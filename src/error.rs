//! Error types for Farmhand.

use std::time::Duration;

/// Configuration-related errors.
#[derive(Debug, thiserror::Error)]
pub enum ConfigError {
    #[error("Missing required configuration: {key}. {hint}")]
    MissingRequired { key: String, hint: String },

    #[error("Invalid configuration value for {key}: {message}")]
    InvalidValue { key: String, message: String },

    #[error("No credentials configured. Set MASTER_TOKENS or TIER_A/B/C_TOKENS")]
    NoCredentials,

    #[error("Credential {label} is listed more than once")]
    DuplicateCredential { label: String },

    #[error("Failed to parse configuration: {0}")]
    ParseError(String),

    #[error("IO error: {0}")]
    Io(#[from] std::io::Error),
}

/// Messaging transport errors.
#[derive(Debug, thiserror::Error)]
pub enum TransportError {
    #[error("Login failed: {reason}")]
    Connect { reason: String },

    #[error("Rate limited, retry after {retry_after:?}")]
    RateLimited { retry_after: Option<Duration> },

    #[error("Failed to send {command} command: {reason}")]
    SendFailed { command: String, reason: String },

    #[error("Remote command {command} is not available on this channel")]
    CommandUnavailable { command: String },

    #[error("Failed to read channel history: {reason}")]
    History { reason: String },

    #[error("Transport session already closed")]
    Closed,

    #[error("HTTP error: {0}")]
    Http(#[from] reqwest::Error),
}

impl TransportError {
    /// Whether this error is the transient rate-limit signal.
    pub fn is_rate_limited(&self) -> bool {
        matches!(self, Self::RateLimited { .. })
    }
}

/// Account session failures. Terminal for one account only.
#[derive(Debug, thiserror::Error)]
pub enum SessionError {
    #[error(transparent)]
    Transport(#[from] TransportError),

    #[error("deposit command failed")]
    DepositFailed,

    #[error("TIMEOUT: session exceeded {budget:?}")]
    Timeout { budget: Duration },

    #[error("session task aborted: {reason}")]
    Aborted { reason: String },
}

/// Report delivery errors.
#[derive(Debug, thiserror::Error)]
pub enum ReportError {
    #[error("Report endpoint rejected the payload with HTTP {status}")]
    Rejected { status: u16 },

    #[error("HTTP error: {0}")]
    Http(#[from] reqwest::Error),
}
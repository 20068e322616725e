//! Commission gate.
//!
//! Master deposits wait until every commission-paying session has passed
//! (or abandoned) its commission step. Each such session holds a
//! [`CommissionTicket`]; the gate opens when the last ticket is released.

use std::sync::Arc;

use tokio::sync::watch;

#[derive(Debug, Clone)]
pub struct CommissionGate {
    pending: Arc<watch::Sender<usize>>,
}

impl Default for CommissionGate {
    fn default() -> Self {
        Self::new()
    }
}

impl CommissionGate {
    pub fn new() -> Self {
        let (tx, _) = watch::channel(0);
        Self {
            pending: Arc::new(tx),
        }
    }

    /// Register one more session that must finish its commission step.
    pub fn ticket(&self) -> CommissionTicket {
        self.pending.send_modify(|n| *n += 1);
        CommissionTicket {
            pending: Some(Arc::clone(&self.pending)),
        }
    }

    pub fn pending(&self) -> usize {
        *self.pending.borrow()
    }

    /// Resolves once no ticket is outstanding.
    pub async fn settled(&self) {
        let mut rx = self.pending.subscribe();
        // The sender lives in `self`, so the channel cannot close here.
        let _ = rx.wait_for(|n| *n == 0).await;
    }
}

/// Outstanding commission step. Released explicitly or on drop.
#[derive(Debug)]
pub struct CommissionTicket {
    pending: Option<Arc<watch::Sender<usize>>>,
}

impl CommissionTicket {
    pub fn release(mut self) {
        self.release_inner();
    }

    fn release_inner(&mut self) {
        if let Some(pending) = self.pending.take() {
            pending.send_modify(|n| *n = n.saturating_sub(1));
        }
    }
}

impl Drop for CommissionTicket {
    fn drop(&mut self) {
        self.release_inner();
    }
}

☆ ☆ ☆

Transcribe every line of the records exactly, please.

filename src/error.rs
//! Error types for Farmhand.

use std::time::Duration;

/// Configuration-related errors.
#[derive(Debug, thiserror::Error)]
pub enum ConfigError {
    #[error("Missing required configuration: {key}. {hint}")]
    MissingRequired { key: String, hint: String },

    #[error("Invalid configuration value for {key}: {message}")]
    InvalidValue { key: String, message: String },

    #[error("No credentials configured. Set MASTER_TOKENS or TIER_A/B/C_TOKENS")]
    NoCredentials,

    #[error("Credential {label} is listed more than once")]
    DuplicateCredential { label: String },

    #[error("Failed to parse configuration: {0}")]
    ParseError(String),

    #[error("IO error: {0}")]
    Io(#[from] std::io::Error),
}

/// Messaging transport errors.
#[derive(Debug, thiserror::Error)]
pub enum TransportError {
    #[error("Login failed: {reason}")]
    Connect { reason: String },

    #[error("Rate limited, retry after {retry_after:?}")]
    RateLimited { retry_after: Option<Duration> },

    #[error("Failed to send {command} command: {reason}")]
    SendFailed { command: String, reason: String },

    #[error("Remote command {command} is not available on this channel")]
    CommandUnavailable { command: String },

    #[error("Failed to read channel history: {reason}")]
    History { reason: String },

    #[error("Transport session already closed")]
    Closed,

    #[error("HTTP error: {0}")]
    Http(#[from] reqwest::Error),
}

impl TransportError {
    /// Whether this error is the transient rate-limit signal.
    pub fn is_rate_limited(&self) -> bool {
        matches!(self, Self::RateLimited { .. })
    }
}

/// Account session failures. Terminal for one account only.
#[derive(Debug, thiserror::Error)]
pub enum SessionError {
    #[error(transparent)]
    Transport(#[from] TransportError),

    #[error("deposit command failed")]
    DepositFailed,

    #[error("TIMEOUT: session exceeded {budget:?}")]
    Timeout { budget: Duration },

    #[error("session task aborted: {reason}")]
    Aborted { reason: String },
}

/// Report delivery errors.
#[derive(Debug, thiserror::Error)]
pub enum ReportError {
    #[error("Report endpoint rejected the payload with HTTP {status}")]
    Rejected { status: u16 },

    #[error("HTTP error: {0}")]
    Http(#[from] reqwest::Error),
}
repository 20068e322616725e
//! Commission gate.
//!
//! Master deposits wait until every commission-paying session has passed
//! (or abandoned) its commission step. Each such session holds a
//! [`CommissionTicket`]; the gate opens when the last ticket is released.

use std::sync::Arc;

use tokio::sync::watch;

#[derive(Debug, Clone)]
pub struct CommissionGate {
    pending: Arc<watch::Sender<usize>>,
}

impl Default for CommissionGate {
    fn default() -> Self {
        Self::new()
    }
}

impl CommissionGate {
    pub fn new() -> Self {
        let (tx, _) = watch::channel(0);
        Self {
            pending: Arc::new(tx),
        }
    }

    /// Register one more session that must finish its commission step.
    pub fn ticket(&self) -> CommissionTicket {
        self.pending.send_modify(|n| *n += 1);
        CommissionTicket {
            pending: Some(Arc::clone(&self.pending)),
        }
    }

    pub fn pending(&self) -> usize {
        *self.pending.borrow()
    }

    /// Resolves once no ticket is outstanding.
    pub async fn settled(&self) {
        let mut rx = self.pending.subscribe();
        // The sender lives in `self`, so the channel cannot close here.
        let _ = rx.wait_for(|n| *n == 0).await;
    }
}

/// Outstanding commission step. Released explicitly or on drop.
#[derive(Debug)]
pub struct CommissionTicket {
    pending: Option<Arc<watch::Sender<usize>>>,
}

impl CommissionTicket {
    pub fn release(mut self) {
        self.release_inner();
    }

    fn release_inner(&mut self) {
        if let Some(pending) = self.pending.take() {
            pending.send_modify(|n| *n = n.saturating_sub(1));
        }
    }
}

impl Drop for CommissionTicket {
    fn drop(&mut self) {
        self.release_inner();
    }
}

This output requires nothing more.